Like my friend’s mother, my maternal instinct, which I had so taken for granted with my other child, had evaporated. I studied the small bald head, unable to determine if his face was more like mine or his dad’s. I wondered how I could be so certain that he was different. Here was just another baby. He slept well, ate well, was pacific and pleasant. But all the confidence that I felt with my daughter was gone. He was a diminutive stranger, taunting my limits of self-knowledge. This being had lodged itself inside of me, quite literally, and now out in the world, he was unknowable.

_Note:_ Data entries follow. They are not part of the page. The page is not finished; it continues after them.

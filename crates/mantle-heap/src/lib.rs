//! Off-heap block management for the Mantle raw memory access facility.
//!
//! Provides the address-based half of the facility: allocate/free of
//! header-prefixed blocks, region fill and copy, plain scalar access at a
//! raw address, uninitialized instantiation, allocation accounting, and
//! platform metadata queries. Together with `mantle-sync`, this crate
//! holds the facility's unsafe core; the `mantle::Handle` chokepoint
//! forwards to it.
//!
//! # Safety boundary
//!
//! Safe functions here ([`allocate`], [`allocate_zeroed`], the stats and
//! platform queries, [`allocate_instance`]) validate their inputs and
//! return typed errors. Everything else takes a caller-supplied address
//! and is `unsafe`: an address that does not name a live allocation from
//! this facility, an out-of-bounds length, or a misaligned scalar access
//! is undefined behavior — never a detected, reportable condition. The
//! `mantle::Handle` capability is the intended call site for all of it.

#![deny(missing_docs)]
#![deny(rustdoc::broken_intra_doc_links)]

pub mod block;
pub mod direct;
pub mod instance;
pub mod platform;
pub mod stats;

// Public re-exports for the primary API surface.
pub use block::{allocate, allocate_zeroed, allocated_size, copy_memory, free, set_memory};
pub use instance::{allocate_instance, RawInstance};
pub use platform::{address_size, page_size};
pub use stats::HeapStats;
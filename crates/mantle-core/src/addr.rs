//! Integer off-heap addresses.

use std::fmt;

/// An integer address identifying off-heap memory.
///
/// Addresses are produced by the facility's block allocator and remain
/// meaningful only between the allocation that produced them and the
/// corresponding free. The facility never interprets the memory an address
/// points at; it only reads and writes it at caller-supplied coordinates.
#[derive(Clone, Copy, Debug, PartialEq, Eq, Hash, PartialOrd, Ord)]
pub struct RawAddr(pub usize);

impl RawAddr {
    /// The null address. Never returned by a successful allocation.
    pub const NULL: RawAddr = RawAddr(0);

    /// Whether this is the null address.
    pub fn is_null(self) -> bool {
        self.0 == 0
    }

    /// Reinterpret as a const pointer to `T`.
    ///
    /// The pointer is only dereferenceable under the allocation contract of
    /// the facility that produced this address.
    pub fn as_ptr<T>(self) -> *const T {
        self.0 as *const T
    }

    /// Reinterpret as a mut pointer to `T`.
    pub fn as_mut_ptr<T>(self) -> *mut T {
        self.0 as *mut T
    }

    /// Capture the address of an existing pointer.
    pub fn from_ptr<T>(ptr: *const T) -> RawAddr {
        RawAddr(ptr as usize)
    }

    /// Displace this address by `bytes`.
    ///
    /// # Panics
    ///
    /// Panics if the displacement overflows the address space. An
    /// overflowing displacement can never name a live allocation, so this
    /// is a caller bug rather than a recoverable condition.
    pub fn offset(self, bytes: usize) -> RawAddr {
        RawAddr(
            self.0
                .checked_add(bytes)
                .expect("address displacement overflows the address space"),
        )
    }
}

impl fmt::Display for RawAddr {
    fn fmt(&self, f: &mut fmt::Formatter<'_>) -> fmt::Result {
        write!(f, "{:#x}", self.0)
    }
}

impl From<usize> for RawAddr {
    fn from(v: usize) -> Self {
        Self(v)
    }
}

impl From<RawAddr> for usize {
    fn from(addr: RawAddr) -> usize {
        addr.0
    }
}
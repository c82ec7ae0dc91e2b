//! Core types for the Mantle raw memory access facility.
//!
//! This is the leaf crate with zero internal dependencies. It defines the
//! fundamental abstractions used throughout the Mantle workspace: off-heap
//! addresses, scalar width traits, type layout metadata, and the error
//! taxonomy. It contains no `unsafe` code — the raw operations themselves
//! live in `mantle-heap` and `mantle-sync`, behind the `mantle::Handle`
//! capability.

#![deny(missing_docs)]
#![deny(rustdoc::broken_intra_doc_links)]
#![forbid(unsafe_code)]

pub mod addr;
pub mod error;
pub mod layout;
pub mod scalar;

// Public re-exports for the primary API surface.
pub use addr::RawAddr;
pub use error::{AcquireError, AllocError, InstantiateError, MetadataError};
pub use layout::{FieldLayout, LayoutRegistry, TypeLayout, TypeShape};
pub use scalar::Scalar;
//! Mantle: a raw memory access facility behind one capability handle.
//!
//! Mantle provides uniform, minimal-overhead primitives for (a) reading
//! and writing caller-owned storage by byte offset, (b) allocating,
//! freeing, and copying off-heap memory blocks addressed by integer
//! address, and (c) the atomic and ordering primitives needed to build
//! lock-free data structures — compare-and-swap, the fetch family,
//! standalone fences, and single-permit thread parking.
//!
//! The facility interprets nothing: callers are trusted to supply valid
//! storage, correctly computed offsets, and correctly sized values.
//! Metadata, instantiation, and allocation failures come back as typed
//! errors; everything else that can go wrong — a stale address, a foreign
//! offset, an overlapping copy — is undefined behavior, stated
//! per-operation in `# Safety` sections and gated behind the one unsafe
//! chokepoint, [`Handle`].
//!
//! # Quick start
//!
//! ```rust
//! use mantle::prelude::*;
//!
//! #[repr(C)]
//! struct Counter { hits: u64, misses: u64 }
//!
//! // Acquired once per process; fatal if the platform cannot support it.
//! let handle = Handle::acquire();
//!
//! // Register the type's real in-memory layout, then query offsets.
//! let mut registry = LayoutRegistry::new();
//! registry.register(mantle::struct_layout!(Counter { hits, misses })).unwrap();
//! let hits = registry.field_offset("Counter", "hits").unwrap();
//!
//! // Zero-initialized storage, no constructor run.
//! let instance = handle
//!     .allocate_instance(registry.layout("Counter").unwrap())
//!     .unwrap();
//!
//! unsafe {
//!     handle.store::<u64>(instance.base(), hits, 41);
//!     assert_eq!(handle.fetch_add::<u64>(instance.base(), hits, 1), 41);
//!     assert_eq!(handle.load_volatile::<u64>(instance.base(), hits), 42);
//! }
//! ```
//!
//! # Modules
//!
//! Each module corresponds to a sub-crate. Use them for types not in the
//! prelude:
//!
//! | Module | Sub-crate | Contents |
//! |--------|-----------|----------|
//! | [`types`] | `mantle-core` | Addresses, width traits, layout registry, error taxonomy |
//! | [`heap`] | `mantle-heap` | Off-heap blocks, direct access, instantiation, stats, platform metadata |
//! | [`sync`] | `mantle-sync` | Slot accessors, RMW, fences, parking |

#![deny(missing_docs)]
#![deny(rustdoc::broken_intra_doc_links)]

mod handle;

pub use handle::Handle;

/// Core types: addresses, width traits, layout metadata, errors
/// (`mantle-core`).
pub use mantle_core as types;

/// Off-heap block management, direct-address access, instantiation,
/// accounting, and platform metadata (`mantle-heap`).
pub use mantle_heap as heap;

/// Slot accessors, read-modify-write, fences, and parking
/// (`mantle-sync`).
pub use mantle_sync as sync;

// `struct_layout!` expands to paths in `mantle_core`, so the macro is
// re-exported at the crate root the same way.
pub use mantle_core::struct_layout;

/// Common imports for typical Mantle usage.
///
/// ```rust
/// use mantle::prelude::*;
/// ```
pub mod prelude {
    pub use crate::handle::Handle;

    // Core types
    pub use mantle_core::{LayoutRegistry, RawAddr, Scalar, TypeLayout, TypeShape};

    // Errors
    pub use mantle_core::{AcquireError, AllocError, InstantiateError, MetadataError};

    // Heap
    pub use mantle_heap::{HeapStats, RawInstance};

    // Sync
    pub use mantle_sync::{AtomicScalar, ParkDeadline, Parker, RmwScalar, Unparker};
}
//! Benchmark fixtures for the Mantle raw memory access facility.
//!
//! Deterministic helpers shared by the Criterion benches: scattered slot
//! offsets produced by an LCG shuffle, reproducible across runs with no
//! randomness dependency.

#![forbid(unsafe_code)]
#![deny(rustdoc::broken_intra_doc_links)]

/// Number of slots the benches touch per iteration batch.
pub const SLOT_COUNT: usize = 1024;

const LCG_MUL: u64 = 6364136223846793005;
const LCG_ADD: u64 = 1442695040888963407;

/// Generate `count` byte offsets, each a multiple of `stride`, covering a
/// region of `count * stride` bytes in a shuffled order.
///
/// Fisher-Yates driven by an LCG, so a given seed always produces the
/// same permutation — benches stay comparable run to run.
pub fn scattered_offsets(count: usize, stride: usize, seed: u64) -> Vec<usize> {
    let mut offsets: Vec<usize> = (0..count).map(|k| k * stride).collect();
    let mut state = seed.wrapping_mul(LCG_MUL).wrapping_add(LCG_ADD);
    for i in (1..offsets.len()).rev() {
        state = state.wrapping_mul(LCG_MUL).wrapping_add(LCG_ADD);
        let j = (state >> 33) as usize % (i + 1);
        offsets.swap(i, j);
    }
    offsets
}

#[cfg(test)]
mod tests {
    use super::*;

    #[test]
    fn offsets_are_a_permutation_of_the_strided_range() {
        let mut offsets = scattered_offsets(64, 8, 42);
        offsets.sort_unstable();
        let expected: Vec<usize> = (0..64).map(|k| k * 8).collect();
        assert_eq!(offsets, expected);
    }

    #[test]
    fn offsets_are_deterministic_per_seed() {
        assert_eq!(scattered_offsets(128, 4, 7), scattered_offsets(128, 4, 7));
        assert_ne!(scattered_offsets(128, 4, 7), scattered_offsets(128, 4, 8));
    }
}
//! Read-modify-write operations on slots.
//!
//! Compare-and-swap is the facility's sole read-modify-write primitive in
//! contract terms; the fetch family has the same observable behavior as a
//! CAS retry loop and uses whatever the platform's atomic cells lower to.

use std::sync::atomic::{AtomicPtr, Ordering};

use crate::atomic::RmwScalar;

#[inline]
fn slot_ptr<W>(base: *mut u8, offset: usize) -> *mut W {
    base.wrapping_add(offset).cast::<W>()
}

/// Compare-and-swap on a slot.
///
/// If the slot holds `expected`, store `new` and return `true`; otherwise
/// leave the slot unchanged and return `false`. Acquire-release on
/// success, acquire on failure.
///
/// # Safety
///
/// `base + offset` must name a slot of width `W` inside a live allocation,
/// aligned for `W`'s atomic cell. Concurrent access is permitted only
/// through the volatile/ordered/RMW accessors.
pub unsafe fn compare_and_swap<W: RmwScalar>(
    base: *mut u8,
    offset: usize,
    expected: W,
    new: W,
) -> bool {
    // SAFETY: contract forwarded unchanged.
    unsafe { W::atomic_compare_exchange(slot_ptr::<W>(base, offset), expected, new) }
}

/// Atomically add `delta` (wrapping) to a slot and return the prior value.
///
/// # Safety
///
/// Same contract as [`compare_and_swap`].
pub unsafe fn fetch_add<W: RmwScalar>(base: *mut u8, offset: usize, delta: W) -> W {
    // SAFETY: contract forwarded unchanged.
    unsafe { W::atomic_fetch_add(slot_ptr::<W>(base, offset), delta) }
}

/// Atomically replace a slot's value and return the prior one.
///
/// # Safety
///
/// Same contract as [`compare_and_swap`].
pub unsafe fn fetch_set<W: RmwScalar>(base: *mut u8, offset: usize, new: W) -> W {
    // SAFETY: contract forwarded unchanged.
    unsafe { W::atomic_swap(slot_ptr::<W>(base, offset), new) }
}

/// Compare-and-swap on a reference-width slot.
///
/// # Safety
///
/// Same contract as [`compare_and_swap`], with `W` = pointer width.
pub unsafe fn compare_and_swap_ptr(
    base: *mut u8,
    offset: usize,
    expected: *mut (),
    new: *mut (),
) -> bool {
    // SAFETY: slot validity and alignment are the caller's contract.
    unsafe { AtomicPtr::from_ptr(slot_ptr::<*mut ()>(base, offset)) }
        .compare_exchange(expected, new, Ordering::AcqRel, Ordering::Acquire)
        .is_ok()
}

/// Atomically replace a reference-width slot's value and return the prior
/// one.
///
/// # Safety
///
/// Same contract as [`compare_and_swap`], with `W` = pointer width.
pub unsafe fn fetch_set_ptr(base: *mut u8, offset: usize, new: *mut ()) -> *mut () {
    // SAFETY: slot validity and alignment are the caller's contract.
    unsafe { AtomicPtr::from_ptr(slot_ptr::<*mut ()>(base, offset)) }.swap(new, Ordering::AcqRel)
}

#[cfg(test)]
mod tests {
    use super::*;
    use crate::slot;

    #[repr(C)]
    struct Counters {
        hits: u32,
        total: u64,
        head: *mut (),
    }

    fn zeroed() -> Counters {
        Counters {
            hits: 0,
            total: 0,
            head: std::ptr::null_mut(),
        }
    }

    #[test]
    fn cas_success_and_failure() {
        let mut c = zeroed();
        let base = (&mut c as *mut Counters).cast::<u8>();
        let hits = std::mem::offset_of!(Counters, hits);
        unsafe {
            slot::store::<u32>(base, hits, 5);

            // Slot holds expected: swaps and reports true.
            assert!(compare_and_swap::<u32>(base, hits, 5, 9));
            assert_eq!(slot::load::<u32>(base, hits), 9);

            // Slot holds something else: unchanged, reports false.
            assert!(!compare_and_swap::<u32>(base, hits, 5, 77));
            assert_eq!(slot::load::<u32>(base, hits), 9);
        }
    }

    #[test]
    fn fetch_add_returns_prior_value() {
        let mut c = zeroed();
        let base = (&mut c as *mut Counters).cast::<u8>();
        let total = std::mem::offset_of!(Counters, total);
        unsafe {
            slot::store::<u64>(base, total, 100);
            let prev = fetch_add::<u64>(base, total, 11);
            assert_eq!(prev, 100);
            assert_eq!(slot::load::<u64>(base, total), 111);
        }
    }

    #[test]
    fn fetch_set_returns_prior_value() {
        let mut c = zeroed();
        let base = (&mut c as *mut Counters).cast::<u8>();
        let hits = std::mem::offset_of!(Counters, hits);
        unsafe {
            slot::store::<u32>(base, hits, 3);
            assert_eq!(fetch_set::<u32>(base, hits, 8), 3);
            assert_eq!(slot::load::<u32>(base, hits), 8);
        }
    }

    #[test]
    fn pointer_cas_and_swap() {
        let mut c = zeroed();
        let mut target = 0u8;
        let base = (&mut c as *mut Counters).cast::<u8>();
        let head = std::mem::offset_of!(Counters, head);
        let target_ptr = (&mut target as *mut u8).cast::<()>();
        unsafe {
            // Null → target succeeds.
            assert!(compare_and_swap_ptr(base, head, std::ptr::null_mut(), target_ptr));
            // Null → anything now fails: slot no longer null.
            assert!(!compare_and_swap_ptr(base, head, std::ptr::null_mut(), target_ptr));

            assert_eq!(fetch_set_ptr(base, head, std::ptr::null_mut()), target_ptr);
            assert!(slot::load_ptr(base, head).is_null());
        }
    }

    #[test]
    fn signed_fetch_add_wraps() {
        let mut slot_val: i32 = i32::MAX;
        let base = (&mut slot_val as *mut i32).cast::<u8>();
        unsafe {
            let prev = fetch_add::<i32>(base, 0, 1);
            assert_eq!(prev, i32::MAX);
            assert_eq!(slot::load::<i32>(base, 0), i32::MIN);
        }
    }
}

Which is to say, talking about favourites gestures the fundamental loneliness of parenting. It’s not just the grunt work—the endless washing of diapers and floors and faces that transforms into endless washing of clothes and dishes and ferrying to places and planning birthdays and report cards and parent teacher interview—that is lonely. It’s also Sisyphean work of the soul. It’s the deep and every day ache of putting in so much work so that someone can, eventually, not need you anymore. It’s knowing that you’re not getting anything back.
To think about favourites puts this whole absurd task into question. It’s shameful to think that this child that ruined my tooth enamel with pregnancy-induced heartburn is actually, according to me, a dud. Or that the PhD I didn’t finish is because of this kid who steals my makeup and then lies about it? Parenthood is only giving and you’re supposed to be perfect at it.
Put differently, if your love for your children is not perfect and equal, then it’s your fault. If you don’t connect. If you aren’t soul mates. You’re a monster, in it for yourself, egoistical in parenthood. A failure at the only selfless task you’ve really got.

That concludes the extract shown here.